Another currently encountered issue is surface movement caused by breathing. In most targets, this movement does not dramatically affect the tumor position and standard image guidance (CBCT, portal images, or ultrasound) is adequate for positioning, except for small lung or hepatic lesions where “breath hold” or “gating” techniques are implemented [12, 13, 14]. The problem is that until recently breathing motion reduced the precision of surface scanning. This could be remedied by a nonrigid matching algorithm, algorithms taking into account 4D information, or algorithms that can differentiate between mobile and rigid body parts and then base their position on rigid parts only. Such approaches are currently being developed, implemented, and evaluated in the next generation of surface scanners.

Time is an important factor in radiotherapy. Multiple techniques were implemented to speed up the treatment time during irradiation, e.g., volumetric modulated arc therapy (VMAT), faster multileaf collimators (MLC), or flattening filter-free linear accelerators.
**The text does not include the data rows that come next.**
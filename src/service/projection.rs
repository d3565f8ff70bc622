use std::collections::HashMap;

use serde_json::{Map, Value, json};

use crate::error::AppError;
use crate::model::employee::Employee;
use crate::model::leave::LeaveType;
use crate::model::payslip::{Component, DEDUCTION, EARNING};
use crate::model::report::{ReportKind, ReportTemplate};
use crate::service::attendance::AttendanceMetrics;
use crate::service::payslip::total_of_type;

pub type Record = Map<String, Value>;

const EMPLOYEE_SNAPSHOT: &[&str] = &[
    "name",
    "emp_id",
    "status",
    "joining_date",
    "designation",
    "department",
    "location",
    "gender",
    "email",
    "pan",
    "gross_salary",
    "lossOfPay",
    "taxPaid",
    "netPay",
    "leave",
    "leaveAdjustment",
    "leaveBalance",
    "workingPattern",
    "phone",
];

const ATTENDANCE_SUMMARY: &[&str] = &[
    "emp_id",
    "name",
    "status",
    "attendanceStatus",
    "date",
    "inTime",
    "outTime",
    "timeSpent",
    "lateBy",
    "earlyBy",
    "overTime",
];

const LEAVE: &[&str] = &["emp_id", "name", "status", "privileged", "sick", "casual", "planned"];

const PAYSLIP_SUMMARY: &[&str] = &[
    "name",
    "emp_id",
    "status",
    "designation",
    "department",
    "location",
    "basic",
    "hra",
    "conveyance",
    "totalEarnings",
    "totalDeductions",
    "pf",
    "pt",
    "esi",
    "epf",
    "eesi",
];

const PAYSLIP_COMPONENT: &[&str] = &[
    "name",
    "emp_id",
    "status",
    "phoneNum",
    "designation",
    "department",
    "location",
    "componentName",
    "code",
    "type",
    "amount",
];

/// Column order of a report kind, or an error for kinds without a projection.
pub fn columns(kind: ReportKind) -> Result<&'static [&'static str], AppError> {
    match kind {
        ReportKind::EmployeeSnapshot => Ok(EMPLOYEE_SNAPSHOT),
        ReportKind::AttendanceSummary => Ok(ATTENDANCE_SUMMARY),
        ReportKind::Leave => Ok(LEAVE),
        ReportKind::PayslipSummary => Ok(PAYSLIP_SUMMARY),
        ReportKind::PayslipComponent => Ok(PAYSLIP_COMPONENT),
        other => Err(AppError::bad_request(format!(
            "{} cannot be generated",
            other.full_name()
        ))),
    }
}

/// Emits every column in order, nulling the ones the template hides.
pub fn project(template: &ReportTemplate, columns: &[&str], mut source: Record) -> Record {
    let mut out = Map::with_capacity(columns.len());
    for &column in columns {
        let value = if template.enabled(column) {
            source.remove(column).unwrap_or(Value::Null)
        } else {
            Value::Null
        };
        out.insert(column.to_string(), value);
    }
    out
}

/// Checks a template edit against the columns of its kind.
pub fn validate_flags(kind: ReportKind, flags: &Map<String, Value>) -> Result<(), AppError> {
    let known = columns(kind)?;
    if flags.is_empty() {
        return Err(AppError::bad_request("No template fields provided"));
    }

    for (key, value) in flags {
        if !known.contains(&key.as_str()) {
            return Err(AppError::bad_request(format!(
                "Unknown field {key} for {}",
                kind.full_name()
            )));
        }
        if !value.is_boolean() {
            return Err(AppError::bad_request(format!("Field {key} must be a boolean")));
        }
    }
    Ok(())
}

fn record(pairs: impl IntoIterator<Item = (&'static str, Value)>) -> Record {
    pairs
        .into_iter()
        .map(|(k, v)| (k.to_string(), v))
        .collect()
}

pub fn employee_snapshot_source(e: &Employee) -> Record {
    record([
        ("name", json!(e.full_name())),
        ("emp_id", json!(e.emp_code)),
        ("status", json!(e.status)),
        ("joining_date", json!(e.joining_date.format("%Y-%m-%d").to_string())),
        ("designation", json!(e.designation)),
        ("department", json!(e.department)),
        ("location", json!(e.location)),
        ("gender", json!(e.gender)),
        ("email", json!(e.primary_email)),
        ("pan", json!(e.pan_num)),
        ("gross_salary", json!(e.ctc_annual)),
        ("lossOfPay", json!(e.loss_of_pay)),
        ("taxPaid", json!(e.tax_paid)),
        ("netPay", json!(e.net_pay)),
        ("leave", json!(e.leave_type)),
        ("leaveAdjustment", json!(e.leave_adjustment)),
        ("leaveBalance", json!(e.leave_balance)),
        ("workingPattern", json!(e.work_week)),
        ("phone", json!(e.phone_num)),
    ])
}

/// One attendance row joined with its employee.
#[derive(Debug, Clone, sqlx::FromRow)]
pub struct AttendanceReportRow {
    pub emp_code: String,
    pub first_name: String,
    pub last_name: Option<String>,
    pub emp_status: String,
    pub status: String,
    pub date: chrono::NaiveDate,
    pub in_time: Option<String>,
    pub out_time: Option<String>,
}

pub fn attendance_source(row: &AttendanceReportRow, metrics: AttendanceMetrics) -> Record {
    let name = format!("{} {}", row.first_name, row.last_name.as_deref().unwrap_or_default());
    record([
        ("emp_id", json!(row.emp_code)),
        ("name", json!(name.trim())),
        ("status", json!(row.emp_status)),
        ("attendanceStatus", json!(row.status)),
        ("date", json!(row.date.format("%Y-%m-%d").to_string())),
        ("inTime", json!(row.in_time)),
        ("outTime", json!(row.out_time)),
        ("timeSpent", json!(metrics.time_spent)),
        ("lateBy", json!(metrics.late_by)),
        ("earlyBy", json!(metrics.early_by)),
        ("overTime", json!(metrics.over_time)),
    ])
}

pub fn leave_source(e: &Employee, balances: &HashMap<LeaveType, f64>) -> Record {
    let balance = |t: LeaveType| json!(balances.get(&t));
    record([
        ("emp_id", json!(e.emp_code)),
        ("name", json!(e.full_name())),
        ("status", json!(e.status)),
        ("privileged", balance(LeaveType::Privileged)),
        ("sick", balance(LeaveType::Sick)),
        ("casual", balance(LeaveType::Casual)),
        ("planned", balance(LeaveType::Planned)),
    ])
}

/// Component value as a number when it is one, otherwise the raw text.
fn component_value(c: &Component) -> Value {
    c.value
        .trim()
        .parse::<f64>()
        .map(Value::from)
        .unwrap_or_else(|_| Value::String(c.value.clone()))
}

pub fn payslip_summary_source(e: &Employee, components: &[Component]) -> Record {
    let by_code: HashMap<String, &Component> = components
        .iter()
        .map(|c| (c.code.to_lowercase(), c))
        .collect();
    let code = |k: &str| by_code.get(k).map(|c| component_value(c)).unwrap_or(Value::Null);

    record([
        ("name", json!(e.full_name())),
        ("emp_id", json!(e.emp_code)),
        ("status", json!(e.status)),
        ("designation", json!(e.designation)),
        ("department", json!(e.department)),
        ("location", json!(e.location)),
        ("basic", code("basic")),
        ("hra", code("hra")),
        ("conveyance", code("conveyance")),
        ("totalEarnings", json!(total_of_type(components, EARNING))),
        ("totalDeductions", json!(total_of_type(components, DEDUCTION))),
        ("pf", code("pf")),
        ("pt", code("pt")),
        ("esi", code("esi")),
        ("epf", code("epf")),
        ("eesi", code("eesi")),
    ])
}

pub fn payslip_component_sources(e: &Employee, components: &[Component]) -> Vec<Record> {
    components
        .iter()
        .map(|c| {
            record([
                ("name", json!(e.full_name())),
                ("emp_id", json!(e.emp_code)),
                ("status", json!(e.status)),
                ("phoneNum", json!(e.phone_num)),
                ("designation", json!(e.designation)),
                ("department", json!(e.department)),
                ("location", json!(e.location)),
                ("componentName", json!(c.name)),
                ("code", json!(c.code)),
                ("type", json!(c.component_type)),
                ("amount", component_value(c)),
            ])
        })
        .collect()
}

#[cfg(test)]
mod tests {
    use super::*;
    use crate::model::employee::{EmployeeStatus, Gender};
    use crate::model::payslip::CalculationType;
    use chrono::NaiveDate;
    use sqlx::types::Json;

    fn template(kind: ReportKind, enabled: &[&str]) -> ReportTemplate {
        let flags = columns(kind)
            .unwrap()
            .iter()
            .map(|c| (c.to_string(), Value::Bool(enabled.contains(c))))
            .collect();
        ReportTemplate {
            id: "tpl".into(),
            template_type: kind.as_ref().into(),
            flags: Json(flags),
        }
    }

    pub(crate) fn employee() -> Employee {
        Employee {
            id: "e1".into(),
            emp_code: "EMP7".into(),
            title: None,
            first_name: "Ada".into(),
            last_name: Some("Lovelace".into()),
            gender: Gender::Female,
            primary_email: "ada@example.com".into(),
            phone_code: None,
            phone_num: "555-0101".into(),
            status: EmployeeStatus::Active,
            pan_num: None,
            joining_date: NaiveDate::from_ymd_opt(2023, 4, 1).unwrap(),
            department: "R&D".into(),
            designation: "Analyst".into(),
            location: "London".into(),
            reporting_manager: "Babbage".into(),
            work_week: "Mon-Fri".into(),
            holiday_group: "UK".into(),
            ctc_annual: 120000.0,
            payslip_component: "Standard".into(),
            role: "Employee".into(),
            leave_type: "Standard".into(),
            loss_of_pay: Some(0.0),
            tax_paid: None,
            net_pay: None,
            leave_adjustment: None,
            leave_balance: None,
            is_deleted: false,
            created_at: 0,
            updated_at: None,
        }
    }

    fn component(code: &str, kind: &str, value: &str) -> Component {
        Component {
            id: code.into(),
            group_id: Some("S".into()),
            component_type: kind.into(),
            show_on_payslip: true,
            name: code.to_uppercase(),
            code: code.into(),
            calculation_type: CalculationType::Fixed,
            value: value.into(),
            min_value: None,
            max_value: None,
            test_amount: "0".into(),
            taxable: false,
            leave_based: false,
            ctc: false,
            adjustment_balanced: false,
            is_default: false,
            is_deleted: false,
            created_at: 0,
            updated_at: None,
        }
    }

    #[test]
    fn every_column_is_emitted_in_order() {
        let kind = ReportKind::EmployeeSnapshot;
        let tpl = template(kind, &["name", "email"]);
        let row = project(&tpl, columns(kind).unwrap(), employee_snapshot_source(&employee()));

        let keys: Vec<_> = row.keys().map(String::as_str).collect();
        assert_eq!(keys, EMPLOYEE_SNAPSHOT);
        assert_eq!(row["name"], "Ada Lovelace");
        assert_eq!(row["email"], "ada@example.com");
        assert_eq!(row["emp_id"], Value::Null);
        assert_eq!(row["gross_salary"], Value::Null);
    }

    #[test]
    fn enabled_column_without_value_is_null() {
        let kind = ReportKind::EmployeeSnapshot;
        let tpl = template(kind, &["pan", "status"]);
        let row = project(&tpl, columns(kind).unwrap(), employee_snapshot_source(&employee()));
        assert_eq!(row["pan"], Value::Null);
        assert_eq!(row["status"], "Active");
    }

    #[test]
    fn kinds_without_projection_are_rejected() {
        assert!(matches!(columns(ReportKind::ProvidentFund), Err(AppError::BadRequest(_))));
        assert!(columns(ReportKind::Leave).is_ok());
    }

    #[test]
    fn template_edits_only_accept_known_boolean_fields() {
        let mut flags = Map::new();
        flags.insert("sick".into(), Value::Bool(false));
        assert!(validate_flags(ReportKind::Leave, &flags).is_ok());

        flags.insert("bonus".into(), Value::Bool(true));
        assert!(validate_flags(ReportKind::Leave, &flags).is_err());

        let mut flags = Map::new();
        flags.insert("sick".into(), json!("yes"));
        assert!(validate_flags(ReportKind::Leave, &flags).is_err());
        assert!(validate_flags(ReportKind::Leave, &Map::new()).is_err());
    }

    #[test]
    fn leave_row_pivots_balances() {
        let balances: HashMap<_, _> = [(LeaveType::Sick, 4.0), (LeaveType::Casual, 2.5)].into();
        let kind = ReportKind::Leave;
        let all = columns(kind).unwrap();
        let row = project(&template(kind, all), all, leave_source(&employee(), &balances));

        assert_eq!(row["sick"], 4.0);
        assert_eq!(row["casual"], 2.5);
        assert_eq!(row["planned"], Value::Null);
    }

    #[test]
    fn payslip_summary_sums_by_type() {
        let comps = vec![
            component("BASIC", EARNING, "5000"),
            component("hra", EARNING, "2000.456"),
            component("pf", DEDUCTION, "600"),
            component("pt", DEDUCTION, "basic * 0.01"),
        ];
        let kind = ReportKind::PayslipSummary;
        let all = columns(kind).unwrap();
        let row = project(&template(kind, all), all, payslip_summary_source(&employee(), &comps));

        assert_eq!(row["basic"], 5000.0);
        assert_eq!(row["totalEarnings"], 7000.46);
        assert_eq!(row["totalDeductions"], 600.0);
        assert_eq!(row["pt"], "basic * 0.01");
        assert_eq!(row["esi"], Value::Null);
    }

    #[test]
    fn component_report_has_one_row_per_component() {
        let comps = vec![component("basic", EARNING, "5000"), component("pf", DEDUCTION, "600")];
        let rows = payslip_component_sources(&employee(), &comps);
        assert_eq!(rows.len(), 2);
        assert_eq!(rows[1]["type"], DEDUCTION);
        assert_eq!(rows[1]["amount"], 600.0);
    }

    #[test]
    fn attendance_row_carries_metrics() {
        let row = AttendanceReportRow {
            emp_code: "EMP7".into(),
            first_name: "Ada".into(),
            last_name: None,
            emp_status: "Active".into(),
            status: "P".into(),
            date: NaiveDate::from_ymd_opt(2024, 1, 2).unwrap(),
            in_time: Some("09:10".into()),
            out_time: Some("18:30".into()),
        };
        let metrics = AttendanceMetrics {
            time_spent: Some(560),
            late_by: Some(10),
            early_by: Some(0),
            over_time: Some(30),
        };
        let source = attendance_source(&row, metrics);
        assert_eq!(source["name"], "Ada");
        assert_eq!(source["date"], "2024-01-02");
        assert_eq!(source["lateBy"], 10);
    }
}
Even if a positioning method is inherently more precise, this precision may be lost if the overall treatment process takes so long that patient/target motion becomes more probable. A standard CBCT takes 1–2 min for scanning of the patient and some more minutes to match the data, i.e., a total of 4–5 min for positioning. The Sentinel system needs only a few seconds to scan and match the actual position to the reference position and may speed up the process of image guidance in radiotherapy.

In situations where some centers refrain from frequent CBCT images (e.g., for children or younger women with breast cancer) despite its availability, supplementary use of a surface scanner will result in improved positioning compared to no IGRT without any drawbacks. Finally, particularly for long treatment procedures such as stereotactic body RT or particle treatments, the surveillance function of these systems may reduce intrafractional positioning insecurities.

Conclusion

This analysis found good agreement between the Sentinel surface scanner and CBCT in patient positioning for radiotherapy. Differences between the two techniques may be caused by changes in tumor-to-patient surface distance, changes in patient weight over the duration of treatment, or patient breathing. Under controlled circumstances, a combination of surface scanning with reduced frequency of CBCT (1–2 per week) and ultrasound image guidance may provide precise positioning with a low extra imaging radiation dose, and it may improve positioning precision in situations where CBCT is usually avoided or ultrasound is not feasible. In addition, surface scanning with Sentinel ensures monitoring of the patient during treatment, thereby minimizing intrafractional positioning errors.